En esa ficción sobre el modus vivendi de miniaturistas perfeccionistas, torturados por sultanes, Pamuk subraya la materialidad de la pintura –en suma, la del trabajo creativo, como queda plasmado en sus bien maltratadas libretas– y ahonda cuestiones que vuelven a viajar del arte a la literatura: “Cualquier defecto que no provenga de la falta de destreza o talento, sino de las profundidades del alma del miniaturista, debe ser considerado no un defecto sino estilo”. Y en otra inversión de expectativas, el narrador acota: “Para evitar la decepción en el arte, uno no debe tratarlo como una carrera”. (Al respecto, la novela Nieve –en la que Pamuk infiltra sus dotes de cronista urbano y familiar– tiene algo más irónico que aportar: “Como esos personajes tan cargados de virtudes que nunca conocen el éxito en la vida”).

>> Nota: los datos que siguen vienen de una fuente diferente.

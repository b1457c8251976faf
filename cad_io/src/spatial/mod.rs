//! Spatial acceleration structures for geometry queries.
//!
//! - `bvh`: triangle hierarchy for surface distance and inside tests
//! - `kdtree`: point kd-tree for nearest-neighbour distances

pub mod bvh;
pub mod kdtree;

pub use bvh::{Aabb, SurfaceHit, TriangleBvh, DEFAULT_LEAF_SIZE};
pub use kdtree::PointKdTree;
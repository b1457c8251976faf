//! # cad_eval
//!
//! Geometric metrics for judging a reconstructed solid against its reference
//! mesh:
//!
//! - **Chamfer distance**: symmetric mean squared nearest-neighbour distance
//!   between surface samples ([`chamfer`])
//! - **Volumetric IoU**: intersection over union of the enclosed volumes, the
//!   intersection summed over connected-component pairs, each pair intersected
//!   as a mesh boolean ([`iou`])
//!
//! ## Quick Start
//!
//! ```ignore
//! use cad_eval::{evaluate_files, EvalConfig};
//!
//! let metrics = evaluate_files("table.stl", "/tmp/prediction.stl", &EvalConfig::default())?;
//! println!("{}", metrics); // CD x 1000: 0.2830, IoU: 0.9430
//! ```
//!
//! ## Feature Flags
//!
//! - `parallel` (default): Nearest-neighbour queries and fallback IoU lattice
//!   slices run on the rayon thread pool

pub mod chamfer;
pub mod error;
pub mod iou;
pub mod report;

pub use chamfer::{chamfer_distance, directed_mean_squared, mesh_chamfer_distance};
pub use error::{CadEvalError, Result};
pub use iou::{intersection_volume, volumetric_iou, DEFAULT_IOU_RESOLUTION};
pub use report::{evaluate_files, evaluate_meshes, EvalConfig, MeshMetrics, CHAMFER_DISPLAY_SCALE};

Ventura, vulnerabilidad e infancia nunca están lejos en Pamuk. En Otros colores admite: “Si me preguntan, en su nivel más profundo Mi nombre es Rojo trata acerca del temor a ser olvidado, el temor de que el arte se pierda”.

Los diaristas favoritos del novelista turco son Tolstói, Thoreau, Woolf y Cornell. La técnica de la doble entrada de Pamuk –textual y estética– le habilitó un atajo para diferenciarse de otros intimistas. Además de buscar fijar huellas propias y el aura de lugares servidos en bandeja, cuadernos como los suyos sin querer ratifican que un diario va a la conquista de la primera persona (que uno no nace con la primera persona impresa, por así decir, y debe ganársela). En el caso de Pamuk, sus mil libretas privadas ahora públicas complotaron para que obtuviera la desposesión de autoridad propia de un diario, y a la vez para que se mantuviera igual a sí mismo de la primera a la última de sus páginas, la que seguramente preferiría que no llegara nunca.

Recuerdos de montañas lejanas, Orhan Pamuk. Random House (Ebook en Argentina), 400 págs.